***** EXERCISE MATERIAL

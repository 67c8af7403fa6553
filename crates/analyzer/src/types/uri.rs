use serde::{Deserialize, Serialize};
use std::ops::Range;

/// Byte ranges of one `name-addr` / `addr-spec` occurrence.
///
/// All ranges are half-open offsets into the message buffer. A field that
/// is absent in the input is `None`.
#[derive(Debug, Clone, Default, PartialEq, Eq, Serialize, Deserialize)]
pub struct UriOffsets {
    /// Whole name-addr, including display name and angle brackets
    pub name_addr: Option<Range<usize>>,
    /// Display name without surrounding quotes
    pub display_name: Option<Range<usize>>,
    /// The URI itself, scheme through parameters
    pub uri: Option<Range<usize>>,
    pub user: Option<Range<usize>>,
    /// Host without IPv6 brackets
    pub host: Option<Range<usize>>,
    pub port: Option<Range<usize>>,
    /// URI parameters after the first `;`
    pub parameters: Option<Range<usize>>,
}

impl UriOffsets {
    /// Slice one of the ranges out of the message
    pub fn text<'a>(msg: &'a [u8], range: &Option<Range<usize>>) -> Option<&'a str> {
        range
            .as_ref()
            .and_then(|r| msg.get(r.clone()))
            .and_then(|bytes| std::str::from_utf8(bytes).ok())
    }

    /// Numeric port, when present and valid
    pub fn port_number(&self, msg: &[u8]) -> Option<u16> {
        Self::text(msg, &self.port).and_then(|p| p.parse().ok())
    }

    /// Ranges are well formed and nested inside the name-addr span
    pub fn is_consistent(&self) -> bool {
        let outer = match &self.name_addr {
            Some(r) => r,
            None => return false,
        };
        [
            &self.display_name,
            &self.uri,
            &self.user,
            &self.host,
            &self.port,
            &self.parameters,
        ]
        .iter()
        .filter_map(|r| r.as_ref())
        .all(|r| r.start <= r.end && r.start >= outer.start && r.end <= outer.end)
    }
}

**********
***** EXERCISE MATERIAL

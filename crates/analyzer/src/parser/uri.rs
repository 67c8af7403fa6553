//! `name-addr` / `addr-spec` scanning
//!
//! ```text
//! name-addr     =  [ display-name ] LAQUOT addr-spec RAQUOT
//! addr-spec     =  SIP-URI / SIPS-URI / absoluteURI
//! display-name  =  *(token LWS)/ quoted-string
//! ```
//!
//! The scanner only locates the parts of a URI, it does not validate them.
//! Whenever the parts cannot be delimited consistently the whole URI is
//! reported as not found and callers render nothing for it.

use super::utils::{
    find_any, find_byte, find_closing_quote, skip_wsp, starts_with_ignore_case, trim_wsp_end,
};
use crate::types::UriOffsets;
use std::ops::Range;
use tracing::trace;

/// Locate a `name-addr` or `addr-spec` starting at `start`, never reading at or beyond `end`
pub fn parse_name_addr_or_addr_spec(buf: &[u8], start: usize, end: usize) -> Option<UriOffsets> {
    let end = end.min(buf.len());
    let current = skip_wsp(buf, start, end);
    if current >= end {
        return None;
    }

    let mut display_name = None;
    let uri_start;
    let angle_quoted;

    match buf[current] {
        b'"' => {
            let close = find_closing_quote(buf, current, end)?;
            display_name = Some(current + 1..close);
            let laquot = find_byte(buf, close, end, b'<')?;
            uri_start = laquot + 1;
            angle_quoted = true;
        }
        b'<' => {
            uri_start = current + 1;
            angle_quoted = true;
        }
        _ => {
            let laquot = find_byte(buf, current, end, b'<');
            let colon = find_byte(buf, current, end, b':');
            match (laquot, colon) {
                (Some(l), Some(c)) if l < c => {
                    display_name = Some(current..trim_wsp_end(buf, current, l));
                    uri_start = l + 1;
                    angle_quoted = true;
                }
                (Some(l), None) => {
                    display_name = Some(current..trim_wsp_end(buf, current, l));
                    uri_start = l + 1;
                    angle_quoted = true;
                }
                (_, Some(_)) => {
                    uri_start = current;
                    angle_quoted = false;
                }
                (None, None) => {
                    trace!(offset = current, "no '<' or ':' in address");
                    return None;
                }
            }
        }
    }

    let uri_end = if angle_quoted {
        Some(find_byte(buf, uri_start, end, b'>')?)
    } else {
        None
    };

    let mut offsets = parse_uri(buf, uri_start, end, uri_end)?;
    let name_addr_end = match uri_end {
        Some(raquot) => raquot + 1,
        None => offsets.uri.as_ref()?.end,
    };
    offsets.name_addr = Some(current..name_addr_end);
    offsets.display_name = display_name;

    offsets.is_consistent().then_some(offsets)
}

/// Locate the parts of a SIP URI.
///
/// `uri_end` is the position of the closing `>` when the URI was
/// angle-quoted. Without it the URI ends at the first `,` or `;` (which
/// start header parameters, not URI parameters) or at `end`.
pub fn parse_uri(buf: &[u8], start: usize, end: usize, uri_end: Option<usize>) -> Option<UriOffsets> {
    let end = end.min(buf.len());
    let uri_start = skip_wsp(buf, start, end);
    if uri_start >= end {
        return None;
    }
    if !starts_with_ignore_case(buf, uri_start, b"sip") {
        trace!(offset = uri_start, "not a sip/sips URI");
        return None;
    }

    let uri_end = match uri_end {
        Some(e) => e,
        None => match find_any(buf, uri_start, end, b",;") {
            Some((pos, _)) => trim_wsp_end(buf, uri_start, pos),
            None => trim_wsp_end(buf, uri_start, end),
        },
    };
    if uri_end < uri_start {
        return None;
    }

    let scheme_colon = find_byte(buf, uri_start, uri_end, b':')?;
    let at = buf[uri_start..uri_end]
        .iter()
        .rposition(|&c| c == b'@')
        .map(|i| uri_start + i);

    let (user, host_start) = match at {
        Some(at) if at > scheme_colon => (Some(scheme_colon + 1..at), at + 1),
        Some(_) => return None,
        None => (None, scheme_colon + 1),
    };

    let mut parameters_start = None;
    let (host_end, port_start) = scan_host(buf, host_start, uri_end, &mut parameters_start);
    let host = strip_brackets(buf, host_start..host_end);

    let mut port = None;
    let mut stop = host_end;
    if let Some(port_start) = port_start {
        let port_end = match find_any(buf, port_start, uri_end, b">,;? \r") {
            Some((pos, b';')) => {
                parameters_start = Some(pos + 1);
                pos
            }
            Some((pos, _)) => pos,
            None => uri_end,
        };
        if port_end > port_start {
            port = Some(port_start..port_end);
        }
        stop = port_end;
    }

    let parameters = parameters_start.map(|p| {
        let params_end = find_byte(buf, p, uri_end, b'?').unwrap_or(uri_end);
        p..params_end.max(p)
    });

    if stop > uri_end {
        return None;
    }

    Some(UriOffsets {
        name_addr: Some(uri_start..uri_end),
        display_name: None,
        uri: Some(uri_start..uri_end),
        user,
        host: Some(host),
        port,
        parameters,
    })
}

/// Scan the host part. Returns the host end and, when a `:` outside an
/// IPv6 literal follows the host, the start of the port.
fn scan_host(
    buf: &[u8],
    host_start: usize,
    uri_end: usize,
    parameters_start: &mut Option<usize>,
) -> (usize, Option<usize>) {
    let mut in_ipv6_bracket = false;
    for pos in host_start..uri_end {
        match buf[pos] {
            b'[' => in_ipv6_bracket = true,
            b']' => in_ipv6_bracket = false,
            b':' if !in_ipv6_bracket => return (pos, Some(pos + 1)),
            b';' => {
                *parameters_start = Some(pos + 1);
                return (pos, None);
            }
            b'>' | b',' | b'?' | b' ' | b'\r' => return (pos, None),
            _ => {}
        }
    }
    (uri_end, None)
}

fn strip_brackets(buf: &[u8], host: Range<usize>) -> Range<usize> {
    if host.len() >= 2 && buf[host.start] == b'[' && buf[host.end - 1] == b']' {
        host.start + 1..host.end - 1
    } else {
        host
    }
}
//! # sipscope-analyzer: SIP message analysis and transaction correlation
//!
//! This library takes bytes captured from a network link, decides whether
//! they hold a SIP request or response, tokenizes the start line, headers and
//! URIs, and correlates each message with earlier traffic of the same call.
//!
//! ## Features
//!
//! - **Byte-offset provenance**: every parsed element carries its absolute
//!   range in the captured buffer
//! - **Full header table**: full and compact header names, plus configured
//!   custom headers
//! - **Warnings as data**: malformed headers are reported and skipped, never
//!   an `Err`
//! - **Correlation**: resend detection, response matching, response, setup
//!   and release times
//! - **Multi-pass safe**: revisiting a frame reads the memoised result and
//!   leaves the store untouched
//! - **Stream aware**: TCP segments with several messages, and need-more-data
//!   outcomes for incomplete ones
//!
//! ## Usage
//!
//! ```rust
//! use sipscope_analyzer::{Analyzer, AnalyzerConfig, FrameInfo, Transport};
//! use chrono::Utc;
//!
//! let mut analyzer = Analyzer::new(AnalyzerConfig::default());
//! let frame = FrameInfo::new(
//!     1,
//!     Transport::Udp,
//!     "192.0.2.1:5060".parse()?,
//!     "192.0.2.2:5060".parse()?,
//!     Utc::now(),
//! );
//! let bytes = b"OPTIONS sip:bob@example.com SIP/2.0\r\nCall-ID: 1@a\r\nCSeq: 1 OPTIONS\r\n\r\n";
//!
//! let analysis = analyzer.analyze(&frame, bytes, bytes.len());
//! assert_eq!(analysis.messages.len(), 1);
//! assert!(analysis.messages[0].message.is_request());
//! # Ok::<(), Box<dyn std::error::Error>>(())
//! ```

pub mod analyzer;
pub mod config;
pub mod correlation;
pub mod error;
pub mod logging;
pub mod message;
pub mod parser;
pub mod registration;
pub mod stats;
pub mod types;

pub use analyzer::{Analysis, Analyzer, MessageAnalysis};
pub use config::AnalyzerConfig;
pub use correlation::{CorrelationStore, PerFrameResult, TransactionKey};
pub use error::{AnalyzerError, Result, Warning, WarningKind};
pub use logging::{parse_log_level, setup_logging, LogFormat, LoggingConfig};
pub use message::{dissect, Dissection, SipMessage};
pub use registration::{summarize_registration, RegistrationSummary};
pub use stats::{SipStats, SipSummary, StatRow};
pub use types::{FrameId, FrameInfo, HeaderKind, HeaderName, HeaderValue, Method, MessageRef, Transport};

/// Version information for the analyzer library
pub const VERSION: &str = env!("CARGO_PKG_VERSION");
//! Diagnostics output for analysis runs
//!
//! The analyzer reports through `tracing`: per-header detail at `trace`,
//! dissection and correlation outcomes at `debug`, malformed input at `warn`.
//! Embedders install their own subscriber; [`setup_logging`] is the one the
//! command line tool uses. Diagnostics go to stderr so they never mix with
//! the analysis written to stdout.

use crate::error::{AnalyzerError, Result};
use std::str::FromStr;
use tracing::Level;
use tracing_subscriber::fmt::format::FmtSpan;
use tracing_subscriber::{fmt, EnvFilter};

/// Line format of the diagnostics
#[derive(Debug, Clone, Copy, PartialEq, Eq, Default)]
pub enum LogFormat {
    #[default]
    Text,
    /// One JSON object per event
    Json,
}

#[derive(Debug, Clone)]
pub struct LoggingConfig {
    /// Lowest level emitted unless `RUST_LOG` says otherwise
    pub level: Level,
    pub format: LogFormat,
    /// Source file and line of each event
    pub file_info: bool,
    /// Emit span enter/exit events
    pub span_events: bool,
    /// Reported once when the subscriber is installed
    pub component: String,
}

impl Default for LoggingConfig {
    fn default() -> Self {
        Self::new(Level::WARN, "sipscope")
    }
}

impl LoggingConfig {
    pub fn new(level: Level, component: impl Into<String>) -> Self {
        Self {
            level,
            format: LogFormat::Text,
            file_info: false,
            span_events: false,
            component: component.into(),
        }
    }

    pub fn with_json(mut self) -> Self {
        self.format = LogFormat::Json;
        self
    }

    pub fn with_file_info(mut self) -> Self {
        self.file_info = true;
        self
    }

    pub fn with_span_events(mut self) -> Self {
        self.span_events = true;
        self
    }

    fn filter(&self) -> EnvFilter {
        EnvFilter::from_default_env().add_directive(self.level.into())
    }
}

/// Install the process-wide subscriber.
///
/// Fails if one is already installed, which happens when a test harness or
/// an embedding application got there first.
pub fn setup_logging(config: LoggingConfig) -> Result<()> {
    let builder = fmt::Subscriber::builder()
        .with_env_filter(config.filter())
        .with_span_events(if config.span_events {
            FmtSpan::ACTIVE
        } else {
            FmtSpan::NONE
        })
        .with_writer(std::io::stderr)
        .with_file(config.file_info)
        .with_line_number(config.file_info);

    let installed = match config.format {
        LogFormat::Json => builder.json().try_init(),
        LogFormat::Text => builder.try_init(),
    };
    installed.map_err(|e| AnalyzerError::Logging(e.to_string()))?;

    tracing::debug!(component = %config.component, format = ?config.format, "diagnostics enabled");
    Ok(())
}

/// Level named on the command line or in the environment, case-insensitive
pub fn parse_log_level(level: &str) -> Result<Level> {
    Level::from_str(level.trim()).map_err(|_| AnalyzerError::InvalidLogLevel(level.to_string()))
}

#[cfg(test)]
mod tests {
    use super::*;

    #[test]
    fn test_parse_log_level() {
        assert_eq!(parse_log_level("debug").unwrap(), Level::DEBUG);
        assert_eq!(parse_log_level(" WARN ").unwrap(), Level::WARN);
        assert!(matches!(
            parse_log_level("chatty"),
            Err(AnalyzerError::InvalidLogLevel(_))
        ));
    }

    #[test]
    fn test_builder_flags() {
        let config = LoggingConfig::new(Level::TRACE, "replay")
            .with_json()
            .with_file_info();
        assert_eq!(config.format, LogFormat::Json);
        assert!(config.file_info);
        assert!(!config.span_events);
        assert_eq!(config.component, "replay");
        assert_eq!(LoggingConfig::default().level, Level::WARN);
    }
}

**********

- **TASK DESCRIPTION**
From the records above, quote only the lines running from the line with "pub use config::AnalyzerConfig;" to the line with "the one the", both lines included.

- **OUTPUT OF THE TASK**
pub use config::AnalyzerConfig;
pub use correlation::{CorrelationStore, PerFrameResult, TransactionKey};
pub use error::{AnalyzerError, Result, Warning, WarningKind};
pub use logging::{parse_log_level, setup_logging, LogFormat, LoggingConfig};
pub use message::{dissect, Dissection, SipMessage};
pub use registration::{summarize_registration, RegistrationSummary};
pub use stats::{SipStats, SipSummary, StatRow};
pub use types::{FrameId, FrameInfo, HeaderKind, HeaderName, HeaderValue, Method, MessageRef, Transport};

/// Version information for the analyzer library
pub const VERSION: &str = env!("CARGO_PKG_VERSION");
//! Diagnostics output for analysis runs
//!
//! The analyzer reports through `tracing`: per-header detail at `trace`,
//! dissection and correlation outcomes at `debug`, malformed input at `warn`.
//! Embedders install their own subscriber; [`setup_logging`] is the one the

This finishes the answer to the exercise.